Les militants recommandent plutôt que les rues portent le nom de l’esclave écossais-jamaïcain Joseph Knight, qui s’est libéré avec succès devant les tribunaux en prouvant que la loi écossaise ne reconnaît pas l’esclavage.

Différentes approches

Des appels ont également été lancés pour supprimer les statues L’amiral Horatio Nelson – qui a triomphé de Napoléon et est maintenant commémoré au sommet d’une colonne de Trafalgar Square à Londres – à cause de son opposition à l’abolition de l’esclavage.
Des appels similaires ont été lancés au sujet de William Gladstone, l’ancien Premier ministre qui a aidé son père propriétaire d’esclaves à demander une compensation au gouvernement britannique après l’interdiction du commerce.
William Gladstone a été Premier ministre britannique à quatre reprises au 19e siècle. Son père possédait des esclaves.

William Gladstone a été Premier ministre britannique à quatre reprises au 19e siècle. Son père possédait des esclaves.
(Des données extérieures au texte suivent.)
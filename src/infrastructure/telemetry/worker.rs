//! Fire-and-forget delivery of log entries.
//!
//! Request paths only ever call [`TelemetryHandle::emit`], which enqueues with
//! `try_send` and returns immediately. A single background worker drains the
//! queue and delivers entries with a short retry. Nothing here can fail or stall
//! the caller.

use std::sync::Arc;

use tokio::sync::mpsc;
use tokio_retry::Retry;
use tokio_retry::strategy::{ExponentialBackoff, jitter};
use tracing::{debug, warn};

use super::entry::{Level, LogEntry, Package, Stack};
use super::sink::LogSink;

/// Delivery attempts after the first failure.
const RETRY_ATTEMPTS: usize = 2;

/// Cloneable sender side of the telemetry queue.
#[derive(Clone)]
pub struct TelemetryHandle {
    sender: mpsc::Sender<LogEntry>,
}

impl TelemetryHandle {
    /// Creates a handle and the receiver the worker should drain.
    pub fn channel(capacity: usize) -> (Self, mpsc::Receiver<LogEntry>) {
        let (sender, receiver) = mpsc::channel(capacity);
        (Self { sender }, receiver)
    }

    /// Enqueues `entry`, dropping it if the queue is full or closed.
    pub fn emit(&self, entry: LogEntry) {
        if let Err(e) = self.sender.try_send(entry) {
            metrics::counter!("telemetry_dropped_total").increment(1);
            debug!("Telemetry entry dropped: {}", e);
        }
    }

    /// Emits a backend entry; invalid entries are dropped.
    pub fn backend(&self, level: Level, package: Package, message: impl Into<String>) {
        match LogEntry::new(Stack::Backend, level, package, message) {
            Ok(entry) => self.emit(entry),
            Err(e) => debug!("Telemetry entry rejected: {}", e),
        }
    }

    pub fn is_closed(&self) -> bool {
        self.sender.is_closed()
    }

    /// Free slots left in the queue.
    pub fn capacity(&self) -> usize {
        self.sender.capacity()
    }
}

/// Delivers queued entries to `sink` until every [`TelemetryHandle`] is dropped.
///
/// Each entry is retried with jittered exponential backoff; an entry that
/// still fails is logged locally and discarded.
pub async fn run_telemetry_worker(mut receiver: mpsc::Receiver<LogEntry>, sink: Arc<dyn LogSink>) {
    while let Some(entry) = receiver.recv().await {
        let strategy = ExponentialBackoff::from_millis(10)
            .map(jitter)
            .take(RETRY_ATTEMPTS);

        let result = Retry::spawn(strategy, || {
            let sink = sink.clone();
            let entry = entry.clone();
            async move { sink.log(&entry).await }
        })
        .await;

        if let Err(e) = result {
            warn!(package = ?entry.package, "Failed to deliver telemetry entry: {}", e);
        }
    }

    debug!("Telemetry worker stopped");
}

#[cfg(test)]
mod tests {
    use super::*;
    use crate::infrastructure::telemetry::sink::{LoggingError, MockLogSink};
    use std::sync::atomic::{AtomicUsize, Ordering};

    fn entry(message: &str) -> LogEntry {
        LogEntry::new(Stack::Backend, Level::Info, Package::Service, message).unwrap()
    }

    #[tokio::test]
    async fn test_worker_delivers_entries_in_order() {
        let mut sink = MockLogSink::new();
        let mut seq = mockall::Sequence::new();
        sink.expect_log()
            .withf(|e| e.message == "first")
            .times(1)
            .in_sequence(&mut seq)
            .returning(|_| Ok(()));
        sink.expect_log()
            .withf(|e| e.message == "second")
            .times(1)
            .in_sequence(&mut seq)
            .returning(|_| Ok(()));

        let (handle, rx) = TelemetryHandle::channel(10);
        handle.emit(entry("first"));
        handle.emit(entry("second"));
        drop(handle);

        run_telemetry_worker(rx, Arc::new(sink)).await;
    }

    #[tokio::test]
    async fn test_worker_retries_failed_delivery() {
        let attempts = Arc::new(AtomicUsize::new(0));
        let counter = attempts.clone();

        let mut sink = MockLogSink::new();
        sink.expect_log().times(2).returning(move |_| {
            if counter.fetch_add(1, Ordering::SeqCst) == 0 {
                Err(LoggingError::Transport("connection refused".to_string()))
            } else {
                Ok(())
            }
        });

        let (handle, rx) = TelemetryHandle::channel(10);
        handle.emit(entry("retry me"));
        drop(handle);

        run_telemetry_worker(rx, Arc::new(sink)).await;

        assert_eq!(attempts.load(Ordering::SeqCst), 2);
    }

    #[tokio::test]
    async fn test_worker_gives_up_after_retries() {
        let mut sink = MockLogSink::new();
        sink.expect_log()
            .times(RETRY_ATTEMPTS + 1)
            .returning(|_| Err(LoggingError::Rejected("401 Unauthorized".to_string())));

        let (handle, rx) = TelemetryHandle::channel(10);
        handle.emit(entry("doomed"));
        drop(handle);

        run_telemetry_worker(rx, Arc::new(sink)).await;
    }

    #[test]
    fn test_emit_drops_when_queue_full() {
        let (handle, mut rx) = TelemetryHandle::channel(1);

        handle.emit(entry("kept"));
        handle.emit(entry("dropped"));

        assert_eq!(rx.try_recv().unwrap().message, "kept");
        assert!(rx.try_recv().is_err());
    }

    #[test]
    fn test_emit_after_worker_gone_is_silent() {
        let (handle, rx) = TelemetryHandle::channel(4);
        drop(rx);

        handle.backend(Level::Info, Package::Service, "nobody listening");

        assert!(handle.is_closed());
    }

    #[test]
    fn test_backend_skips_invalid_entries() {
        let (handle, mut rx) = TelemetryHandle::channel(4);

        handle.backend(Level::Info, Package::Page, "frontend package");
        handle.backend(Level::Info, Package::Handler, "ok");

        assert_eq!(rx.try_recv().unwrap().package, Package::Handler);
        assert!(rx.try_recv().is_err());
    }
}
Crédit: Afficher les photos / Universal Images Group / Getty Images

Démolir des statues est une forme de protestation séculaire, depuis le renversement des statues de Lénine lorsque l’Union soviétique s’est effondrée en 1989 jusqu’à la chute du monument de Saddam Hussein à Bagdad en 2003.

Ces cas de destruction ont été largement applaudis dans le monde occidental, mais les campagnes récentes visant à supprimer les statues de personnalités controversées dans des endroits comme les États-Unis et le Royaume-Uni ont divisé l’opinion publique.

Une approche alternative a été adoptée au Paraguay, où l’artiste Carlos Colombino a été invité à repenser une statue de l’ancien dictateur général Alfredo Stroessner, qui a dirigé le pays de 1954 à 1989. Au lieu de simplement détruire le monument, Colombino a enfermé certaines de ses parties les plus reconnaissables entre deux énormes blocs de ciment en mémoire des victimes de la dictature.